One of the first Quebecois entrepreneurs
Jean-Baptiste-François Deschamps de la Bouteillerie was born around 1646 in Cliponville, a small Norman village not far from Rouen. Jean-Baptiste was one of at least 11 children born into the noble family of Jean Deschamps de Boishébert and Elizabeth or Isabeau de Bin. His family, by some reports, could trace its line back at least to the third crusade. Jean-Baptiste’s father was Seigneur de Costecoste, de Montaubert, and des Landes and had been honored by Louis XIII in 1629 for the service that he and his family had rendered to the kings of France. In keeping with the practice and laws of the times, Adrien, the third Deschamps son, inherited the family’s title and the not inconsiderable land holdings since the first son died without having married and the second became a priest. Adrien went on to have a long lineage in France. He died December 17, 1703 in Cliponville, leaving two sons.
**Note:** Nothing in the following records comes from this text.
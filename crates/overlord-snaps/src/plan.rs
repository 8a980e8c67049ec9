//! Install and remove planning.
//!
//! Planners only build task graphs; nothing touches the disk until the
//! runner dispatches the tasks. Each snap gets one task set, joined to the
//! lane its transaction asks for.

use crate::backend::{LinkBackend, SnapSetup};
use crate::transaction::Flags;
use crate::{validate_name, SnapError};
use overlord_state::{ChangeId, Document, LaneId, StateError, TaskId, TaskSet};
use tracing::info;

pub const PREPARE_SNAP: &str = "prepare-snap";
pub const MOUNT_SNAP: &str = "mount-snap";
pub const LINK_SNAP: &str = "link-snap";
pub const UNLINK_SNAP: &str = "unlink-snap";
pub const DISCARD_SNAP: &str = "discard-snap";

/// Task data key holding the task's [`SnapSetup`].
pub const SNAP_SETUP_KEY: &str = "snap-setup";

/// First task of a snap's set.
pub const BEGIN_EDGE: &str = "begin";
/// Task after which the snap is active (install) or gone (remove).
pub const LAST_EDGE: &str = "last";

fn add_task(
    doc: &mut Document,
    change: ChangeId,
    kind: &str,
    summary: String,
    setup: &SnapSetup,
    after: Option<TaskId>,
) -> Result<TaskId, SnapError> {
    let id = doc.new_task(change, kind, &summary)?;
    doc.task_mut(id)
        .ok_or(StateError::TaskNotFound(id))?
        .set(SNAP_SETUP_KEY, setup)?;
    if let Some(prev) = after {
        doc.wait_for(id, prev)?;
    }
    Ok(id)
}

fn install_tasks(
    doc: &mut Document,
    change: ChangeId,
    setup: &SnapSetup,
    lane: LaneId,
) -> Result<TaskSet, SnapError> {
    validate_name(&setup.name)?;
    if setup.revision == 0 {
        return Err(SnapError::UnsetRevision(setup.name.clone()));
    }
    let label = format!("snap {:?} ({})", setup.name, setup.revision);
    let prepare = add_task(doc, change, PREPARE_SNAP, format!("Prepare {label}"), setup, None)?;
    let mount = add_task(
        doc,
        change,
        MOUNT_SNAP,
        format!("Mount {label}"),
        setup,
        Some(prepare),
    )?;
    let link = add_task(
        doc,
        change,
        LINK_SNAP,
        format!("Make {label} available to the system"),
        setup,
        Some(mount),
    )?;

    let mut ts = TaskSet::new([prepare, mount, link]);
    ts.mark_edge(prepare, BEGIN_EDGE);
    ts.mark_edge(link, LAST_EDGE);
    ts.join_lane(doc, lane)?;
    Ok(ts)
}

/// Plan the installation of one snap.
pub fn install(
    doc: &mut Document,
    change: ChangeId,
    setup: &SnapSetup,
    flags: &Flags,
) -> Result<TaskSet, SnapError> {
    let mut flags = *flags;
    flags.set_default_lane(doc)?;
    let lane = flags.generate_lane(doc);
    install_tasks(doc, change, setup, lane)
}

/// Plan the installation of several snaps in one change.
///
/// Snaps whose requested revision is already active are skipped. The
/// returned sets are in request order, paired with their setup.
pub fn install_many(
    doc: &mut Document,
    backend: &LinkBackend,
    change: ChangeId,
    setups: &[SnapSetup],
    flags: &Flags,
) -> Result<Vec<(SnapSetup, TaskSet)>, SnapError> {
    let mut flags = *flags;
    flags.set_default_lane(doc)?;
    let mut planned = Vec::with_capacity(setups.len());
    for setup in setups {
        if backend.current(&setup.name)? == Some(setup.revision) {
            info!(
                "snap {} revision {} is already installed",
                setup.name, setup.revision
            );
            continue;
        }
        let lane = flags.generate_lane(doc);
        let ts = install_tasks(doc, change, setup, lane)?;
        planned.push((setup.clone(), ts));
    }
    Ok(planned)
}

/// Plan the removal of the active revision of `name`.
///
/// Unlinking can be undone; discarding the revision cannot.
pub fn remove(
    doc: &mut Document,
    backend: &LinkBackend,
    change: ChangeId,
    name: &str,
    flags: &Flags,
) -> Result<TaskSet, SnapError> {
    validate_name(name)?;
    let revision = backend
        .current(name)?
        .ok_or_else(|| SnapError::NotInstalled(name.to_owned()))?;
    let mut flags = *flags;
    flags.set_default_lane(doc)?;
    let lane = flags.generate_lane(doc);

    let setup = SnapSetup::new(name, revision);
    let label = format!("snap {name:?} ({revision})");
    let unlink = add_task(
        doc,
        change,
        UNLINK_SNAP,
        format!("Make {label} unavailable to the system"),
        &setup,
        None,
    )?;
    let discard = add_task(
        doc,
        change,
        DISCARD_SNAP,
        format!("Remove {label} from the system"),
        &setup,
        Some(unlink),
    )?;
    let mut ts = TaskSet::new([unlink, discard]);
    ts.mark_edge(unlink, BEGIN_EDGE);
    ts.mark_edge(discard, LAST_EDGE);
    ts.join_lane(doc, lane)?;
    Ok(ts)
}
#[test]
fn abort_cancels_running_handler_and_undoes() {
    let started = Arc::new(AtomicBool::new(false));
    let undone = Arc::new(AtomicBool::new(false));
    let mut reg = HandlerRegistry::new();
    let flag = Arc::clone(&started);
    let undo_flag = Arc::clone(&undone);
    reg.register(
        "download",
        move |ctx| {
            let unlocked = ctx.unlock();
            flag.store(true, Ordering::SeqCst);
            let deadline = Instant::now() + Duration::from_secs(5);
            while Instant::now() < deadline {
                unlocked.check_cancelled()?;
                thread::sleep(Duration::from_millis(2));
            }
            Err(TaskError::fatal("never cancelled"))
        },
        move |_| {
            undo_flag.store(true, Ordering::SeqCst);
            Ok(Outcome::Complete)
        },
    )
    .unwrap();
    reg.register("link", ok, ok).unwrap();
    let runner = runner(reg, fast_config());
    let (chg, ids) = chain(runner.state(), &["download", "link"]);

    runner.ensure().unwrap();
    let deadline = Instant::now() + SETTLE;
    while !started.load(Ordering::SeqCst) && Instant::now() < deadline {
        thread::sleep(Duration::from_millis(1));
    }
    runner.abort_change(chg).unwrap();
    runner.settle(SETTLE).unwrap();

    assert!(undone.load(Ordering::SeqCst));
    let st = runner.state().lock();
    assert_eq!(st.task(ids[0]).unwrap().status(), Status::Undone);
    assert_eq!(st.task(ids[1]).unwrap().status(), Status::Undone);
    assert_eq!(st.change_status(chg), Some(Status::Undone));
    assert!(!st.change(chg).unwrap().abort_requested());
}
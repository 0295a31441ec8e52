//! Per-turn theory-of-mind inference.
//!
//! One JSON-constrained completion classifies the student's belief,
//! intention, Bloom level, and emotion. The response is untrusted text:
//! parse failures and transport failures both degrade to a default
//! assessment with level `Understand`. This component never errors.

use std::sync::Arc;

use chalkmate_core::{CognitiveAssessment, CognitiveLevel, CompletionRequest, CompletionService};
use serde::Deserialize;
use tracing::{debug, warn};

const ESTIMATOR_ROLE: &str = "You are an educational-psychology expert. Respond with JSON only.";

/// Infers the student's cognitive state from the recent conversation.
pub struct CognitiveEstimator {
    service: Arc<dyn CompletionService>,
    temperature: f32,
}

impl CognitiveEstimator {
    pub fn new(service: Arc<dyn CompletionService>, temperature: f32) -> Self {
        Self {
            service,
            temperature,
        }
    }

    /// Estimate the student's state behind `utterance`, given the recent
    /// context summary. Infallible by contract.
    pub async fn estimate(&self, recent_context: &str, utterance: &str) -> CognitiveAssessment {
        let prompt = format!(
            "Conversation history:\n{recent_context}\n\n\
            Current utterance: \"{utterance}\"\n\n\
            Infer the student's mental state and return a JSON object.\n\
            Most importantly, classify the student's cognitive level on Bloom's taxonomy:\n\
            记忆/Remember, 理解/Understand, 应用/Apply, 分析/Analyze, 评价/Evaluate, 创造/Create.\n\n\
            Return exactly:\n\
            {{\n\
              \"belief\": \"what the student currently understands\",\n\
              \"intention\": \"what the student is trying to solve\",\n\
              \"cognitive_level\": \"one of the six levels above\",\n\
              \"emotion\": \"confident / confused / eager / ...\"\n\
            }}"
        );

        let request = CompletionRequest::json(ESTIMATOR_ROLE, prompt, self.temperature);

        let raw = match self.service.complete(request).await {
            Ok(text) => text,
            Err(e) => {
                warn!(error = %e, "Estimation call failed, using default assessment");
                return CognitiveAssessment::default_understand();
            }
        };

        let assessment = Self::parse(&raw);
        debug!(level = %assessment.level, "Student state estimated");
        assessment
    }

    /// Parse a raw JSON response, defaulting on any malformation.
    fn parse(raw: &str) -> CognitiveAssessment {
        let parsed: RawAssessment = match serde_json::from_str(raw) {
            Ok(v) => v,
            Err(e) => {
                warn!(error = %e, "Assessment JSON failed to parse, using default");
                return CognitiveAssessment::default_understand();
            }
        };

        let level = CognitiveLevel::parse_label(&parsed.cognitive_level)
            .unwrap_or(CognitiveLevel::Understand);

        CognitiveAssessment {
            belief: parsed.belief,
            intention: parsed.intention,
            level,
            emotion: parsed.emotion,
            strategy: None,
        }
    }
}

/// Wire shape of the estimation response. Field aliases accept the
/// capitalized keys some models emit.
#[derive(Debug, Deserialize)]
struct RawAssessment {
    #[serde(default, alias = "Belief")]
    belief: String,

    #[serde(default, alias = "Intention")]
    intention: String,

    #[serde(default, alias = "Cognitive_Level", alias = "CognitiveLevel")]
    cognitive_level: String,

    #[serde(default, alias = "Emotion")]
    emotion: String,
}
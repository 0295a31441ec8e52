//! The per-turn "theory of mind" estimate of the student's state.

use serde::{Deserialize, Serialize};

use crate::bloom::CognitiveLevel;

/// A structured classification of the student's mental state, produced
/// fresh each turn by the cognitive estimator and not persisted beyond the
/// turn that generated it.
#[derive(Debug, Clone, Serialize, Deserialize)]
pub struct CognitiveAssessment {
    /// What the student currently seems to believe about the material.
    pub belief: String,

    /// What the student is trying to accomplish.
    pub intention: String,

    /// Assessed Bloom level of the utterance.
    pub level: CognitiveLevel,

    /// Apparent emotional state (confident, confused, eager, ...).
    pub emotion: String,

    /// Which response strategy was chosen for this assessment, filled in by
    /// the response engine for observability.
    #[serde(default, skip_serializing_if = "Option::is_none")]
    pub strategy: Option<String>,
}

impl CognitiveAssessment {
    /// The default used whenever estimation fails: level `Understand`,
    /// everything else empty.
    pub fn default_understand() -> Self {
        Self {
            belief: String::new(),
            intention: String::new(),
            level: CognitiveLevel::Understand,
            emotion: String::new(),
            strategy: None,
        }
    }

    /// Compact one-line readout for transcripts and logs.
    pub fn readout(&self) -> String {
        format!(
            "level={} belief={:?} intention={:?} emotion={:?} strategy={}",
            self.level,
            self.belief,
            self.intention,
            self.emotion,
            self.strategy.as_deref().unwrap_or("-"),
        )
    }
}
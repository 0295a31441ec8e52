//! `chalkmate doctor`: diagnose configuration and backend health.

use chalkmate_config::AppConfig;

pub async fn run() -> Result<(), Box<dyn std::error::Error>> {
    println!();
    println!("  chalkmate doctor");
    println!("  ----------------");

    let config = match AppConfig::load() {
        Ok(config) => {
            println!("  [ok] config loaded");
            config
        }
        Err(e) => {
            println!("  [fail] config: {e}");
            return Err(e.into());
        }
    };

    println!("  model:            {}", config.model);
    println!(
        "  base URL:         {}",
        config.base_url.as_deref().unwrap_or("(not set)")
    );
    println!("  history window:   {}", config.history_window);
    println!("  request timeout:  {}s", config.request_timeout_secs);

    if config.has_api_key() {
        println!("  [ok] API key present");
    } else {
        println!("  [fail] no API key (set CHALKMATE_API_KEY or OPENAI_API_KEY)");
        return Ok(());
    }

    match chalkmate_providers::build_from_config(&config) {
        Ok(service) => match service.health_check().await {
            Ok(true) => println!("  [ok] completion backend reachable"),
            Ok(false) => println!("  [warn] backend responded but reported unhealthy"),
            Err(e) => println!("  [fail] backend unreachable: {e}"),
        },
        Err(e) => println!("  [fail] could not build completion service: {e}"),
    }

    println!();
    Ok(())
}
//! CLI command implementations.

pub mod discuss;
pub mod doctor;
Although not the primary inheritor of his family’s estate, Jean-Baptiste did inherit the title La Bouteillerie from his grandmother, Suzanne Le Bouteiller.
With little chance of much inheritance other the title from his grandmother, Jean-Baptiste decided to test his abilities and find his own way. His future traditionally would have been limited to joining the military or the church. Instead, he chose a third way: adventure. He decided to explore possibilities in New France.
Apparently in return for the promise of a substantial land grant from the King, Deschamps agreed to invest his own money and to use the grant to help colonize French Canada. He gathered those eight men (including Robert Lévesque from nearby Hautot-Saint-Sulpice and Damien Bérubé from Roquefort) and contracted with them for three years of service to help clear the land and build him a home on his land. In exchange, he promised them passage to New France, room and board for those three years, and land grants of their own upon completion of their contracts.
In late June, 1671 they left the port of Dieppe for Canada. Deschamps’ arrival two months later did not go unnoticed by the King’s Intendant Jean Talon. After a meeting with Deschamps and some his colleagues, Talon wrote to the King’s Minister of Finance Jean-Baptiste Colbert in November, 1671, commenting, in a passage paraphrased by me, “If men of this quality come to Canada, we will have no problems colonizing New France.”